**PROBLEM DESCRIPTION**
Your task is to repeat the entries exactly from their first line through the line with "reported in locations.", and to stop there.

Collected data
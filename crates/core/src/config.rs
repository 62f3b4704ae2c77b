//! Configuration types shared across crates.

use serde::{Deserialize, Serialize};
use std::path::PathBuf;

/// Server configuration.
#[derive(Clone, Debug, Serialize, Deserialize)]
pub struct ServerConfig {
    /// Bind address (e.g., "0.0.0.0:8080").
    #[serde(default = "default_bind")]
    pub bind: String,
    /// Path prefix for every API route.
    #[serde(default = "default_api_prefix")]
    pub api_prefix: String,
    /// Maximum accepted request body for archive uploads, in bytes.
    #[serde(default = "default_max_upload_bytes")]
    pub max_upload_bytes: usize,
    /// Maximum total uncompressed size of an uploaded archive, in bytes.
    #[serde(default = "default_max_unpacked_bytes")]
    pub max_unpacked_bytes: u64,
}

fn default_bind() -> String {
    "127.0.0.1:8080".to_string()
}

fn default_api_prefix() -> String {
    "/api/v1".to_string()
}

fn default_max_upload_bytes() -> usize {
    256 * 1024 * 1024
}

fn default_max_unpacked_bytes() -> u64 {
    crate::archive::DEFAULT_MAX_UNPACKED_BYTES
}

fn default_bucket() -> String {
    "agent".to_string()
}

impl Default for ServerConfig {
    fn default() -> Self {
        Self {
            bind: default_bind(),
            api_prefix: default_api_prefix(),
            max_upload_bytes: default_max_upload_bytes(),
            max_unpacked_bytes: default_max_unpacked_bytes(),
        }
    }
}

impl ServerConfig {
    /// API prefix normalized to a leading slash and no trailing slash.
    /// An empty prefix mounts routes at the root.
    pub fn normalized_prefix(&self) -> String {
        let trimmed = self.api_prefix.trim().trim_matches('/');
        if trimmed.is_empty() {
            String::new()
        } else {
            format!("/{trimmed}")
        }
    }
}

/// Storage backend configuration.
#[derive(Clone, Debug, Serialize, Deserialize)]
#[serde(tag = "type", rename_all = "lowercase")]
pub enum StorageConfig {
    /// Local filesystem storage. Objects live under `path/bucket`.
    Filesystem {
        /// Root directory for storage.
        path: PathBuf,
        /// Logical bucket name reported in locations.
        #[serde(default = "default_bucket")]
        bucket: String,
    },
    /// S3-compatible storage (AWS S3, MinIO).
    S3 {
        /// Bucket name.
        #[serde(default = "default_bucket")]
        bucket: String,
        /// Optional endpoint URL (for MinIO, etc.).
        endpoint: Option<String>,
        /// AWS region.
        region: Option<String>,
        /// Optional key prefix.
        prefix: Option<String>,
        /// Access key ID. Falls back to the ambient AWS credential chain if not set.
        access_key_id: Option<String>,
        /// Secret access key. Falls back to the ambient AWS credential chain if not set.
        secret_access_key: Option<String>,
        /// Force path-style URLs. Required for MinIO.
        #[serde(default)]
        force_path_style: bool,
        /// Create the bucket at startup when it does not exist.
        #[serde(default)]
        create_bucket: bool,
    },
}

impl Default for StorageConfig {
    fn default() -> Self {
        Self::Filesystem {
            path: PathBuf::from("./data/storage"),
            bucket: default_bucket(),
        }
    }
}

impl StorageConfig {
    /// Validate storage configuration invariants.
    pub fn validate(&self) -> Result<(), String> {
        match self {
            StorageConfig::Filesystem { bucket, .. } => validate_bucket(bucket),
            StorageConfig::S3 {
                bucket,
                access_key_id,
                secret_access_key,
                ..
            } => {
                validate_bucket(bucket)?;
                match (access_key_id.as_ref(), secret_access_key.as_ref()) {
                    (Some(_), Some(_)) | (None, None) => Ok(()),
                    _ => Err(
                        "s3 config requires both access_key_id and secret_access_key when either is set"
                            .to_string(),
                    ),
                }
            }
        }
    }

    /// Configured bucket name.
    pub fn bucket(&self) -> &str {
        match self {
            StorageConfig::Filesystem { bucket, .. } | StorageConfig::S3 { bucket, .. } => bucket,
        }
    }
}

fn validate_bucket(bucket: &str) -> Result<(), String> {
    if bucket.is_empty() {
        return Err("storage bucket must not be empty".to_string());
    }
    if bucket.contains('/') || bucket.contains("..") {
        return Err(format!("invalid storage bucket name: {bucket}"));
    }
    Ok(())
}

/// PostgreSQL SSL mode configuration.
#[derive(Clone, Copy, Debug, Default, Serialize, Deserialize, PartialEq, Eq)]
#[serde(rename_all = "lowercase")]
pub enum PgSslMode {
    /// Disable SSL/TLS entirely.
    Disable,
    /// Prefer SSL/TLS but allow unencrypted connections (default).
    #[default]
    Prefer,
    /// Require SSL/TLS for all connections.
    Require,
}

/// Metadata store configuration.
#[derive(Clone, Debug, Serialize, Deserialize)]
#[serde(tag = "type", rename_all = "lowercase")]
pub enum MetadataConfig {
    /// SQLite database (development and tests).
    Sqlite {
        /// Database file path.
        path: PathBuf,
        /// Query timeout in seconds (advisory only).
        #[serde(default = "default_sqlite_query_timeout_secs")]
        query_timeout_secs: Option<u64>,
    },
    /// PostgreSQL database.
    Postgres {
        /// Connection URL. Takes precedence over individual fields.
        url: Option<String>,
        /// Database host.
        host: Option<String>,
        /// Database port (default: 5432).
        #[serde(default = "default_pg_port")]
        port: Option<u16>,
        /// Database username.
        username: Option<String>,
        /// Database password. Prefer SCHEME_METADATA__PASSWORD over the config file.
        password: Option<String>,
        /// Database name.
        database: Option<String>,
        /// SSL mode for connections.
        ssl_mode: Option<PgSslMode>,
        /// Maximum connections in the pool.
        #[serde(default = "default_max_connections")]
        max_connections: u32,
        /// Statement timeout in milliseconds.
        #[serde(default = "default_statement_timeout_ms")]
        statement_timeout_ms: Option<u64>,
    },
}

fn default_max_connections() -> u32 {
    10
}

fn default_pg_port() -> Option<u16> {
    Some(5432)
}

fn default_statement_timeout_ms() -> Option<u64> {
    Some(30_000)
}

fn default_sqlite_query_timeout_secs() -> Option<u64> {
    Some(30)
}

impl Default for MetadataConfig {
    fn default() -> Self {
        Self::Sqlite {
            path: PathBuf::from("./data/metadata.db"),
            query_timeout_secs: default_sqlite_query_timeout_secs(),
        }
    }
}

impl MetadataConfig {
    /// Validate metadata configuration invariants.
    pub fn validate(&self) -> Result<(), String> {
        match self {
            MetadataConfig::Sqlite { .. } => Ok(()),
            MetadataConfig::Postgres {
                url,
                host,
                database,
                ..
            } => match (url.as_ref(), host.as_ref(), database.as_ref()) {
                (Some(_), _, _) => Ok(()),
                (None, Some(_), Some(_)) => Ok(()),
                (None, None, _) => {
                    Err("postgres config requires either 'url' or 'host' + 'database'".to_string())
                }
                (None, Some(_), None) => Err(
                    "postgres config requires 'database' when using individual fields".to_string(),
                ),
            },
        }
    }
}

/// Id generator configuration.
#[derive(Clone, Copy, Debug, Default, Serialize, Deserialize, PartialEq, Eq)]
pub struct IdConfig {
    /// Cluster id (0..=31).
    #[serde(default)]
    pub cluster_id: u8,
    /// Node id within the cluster (0..=31).
    #[serde(default)]
    pub node_id: u8,
}

/// Complete application configuration.
#[derive(Clone, Debug, Default, Serialize, Deserialize)]
pub struct AppConfig {
    /// Server configuration.
    #[serde(default)]
    pub server: ServerConfig,
    /// Storage backend configuration.
    #[serde(default)]
    pub storage: StorageConfig,
    /// Metadata store configuration.
    #[serde(default)]
    pub metadata: MetadataConfig,
    /// Id generator configuration.
    #[serde(default)]
    pub ids: IdConfig,
}

impl AppConfig {
    /// Create a test configuration with sensible defaults.
    ///
    /// **For testing only.** Uses filesystem storage and SQLite metadata
    /// under relative `./data` paths; tests normally override both.
    pub fn for_testing() -> Self {
        Self::default()
    }

    /// Validate every section.
    pub fn validate(&self) -> Result<(), String> {
        self.storage.validate()?;
        self.metadata.validate()?;
        if self.server.max_unpacked_bytes == 0 {
            return Err("server.max_unpacked_bytes must be greater than zero".to_string());
        }
        if self.ids.cluster_id > crate::id::MAX_CLUSTER_ID {
            return Err(format!(
                "ids.cluster_id must be <= {}",
                crate::id::MAX_CLUSTER_ID
            ));
        }
        if self.ids.node_id > crate::id::MAX_NODE_ID {
            return Err(format!("ids.node_id must be <= {}", crate::id::MAX_NODE_ID));
        }
        Ok(())
    }
}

**REPLY**
filename crates/core/src/config.rs
repository 62f3b4704ae2c77b
//! Configuration types shared across crates.

use serde::{Deserialize, Serialize};
use std::path::PathBuf;

/// Server configuration.
#[derive(Clone, Debug, Serialize, Deserialize)]
pub struct ServerConfig {
    /// Bind address (e.g., "0.0.0.0:8080").
    #[serde(default = "default_bind")]
    pub bind: String,
    /// Path prefix for every API route.
    #[serde(default = "default_api_prefix")]
    pub api_prefix: String,
    /// Maximum accepted request body for archive uploads, in bytes.
    #[serde(default = "default_max_upload_bytes")]
    pub max_upload_bytes: usize,
    /// Maximum total uncompressed size of an uploaded archive, in bytes.
    #[serde(default = "default_max_unpacked_bytes")]
    pub max_unpacked_bytes: u64,
}

fn default_bind() -> String {
    "127.0.0.1:8080".to_string()
}

fn default_api_prefix() -> String {
    "/api/v1".to_string()
}

fn default_max_upload_bytes() -> usize {
    256 * 1024 * 1024
}

fn default_max_unpacked_bytes() -> u64 {
    crate::archive::DEFAULT_MAX_UNPACKED_BYTES
}

fn default_bucket() -> String {
    "agent".to_string()
}

impl Default for ServerConfig {
    fn default() -> Self {
        Self {
            bind: default_bind(),
            api_prefix: default_api_prefix(),
            max_upload_bytes: default_max_upload_bytes(),
            max_unpacked_bytes: default_max_unpacked_bytes(),
        }
    }
}

impl ServerConfig {
    /// API prefix normalized to a leading slash and no trailing slash.
    /// An empty prefix mounts routes at the root.
    pub fn normalized_prefix(&self) -> String {
        let trimmed = self.api_prefix.trim().trim_matches('/');
        if trimmed.is_empty() {
            String::new()
        } else {
            format!("/{trimmed}")
        }
    }
}

/// Storage backend configuration.
#[derive(Clone, Debug, Serialize, Deserialize)]
#[serde(tag = "type", rename_all = "lowercase")]
pub enum StorageConfig {
    /// Local filesystem storage. Objects live under `path/bucket`.
    Filesystem {
        /// Root directory for storage.
        path: PathBuf,
        /// Logical bucket name reported in locations.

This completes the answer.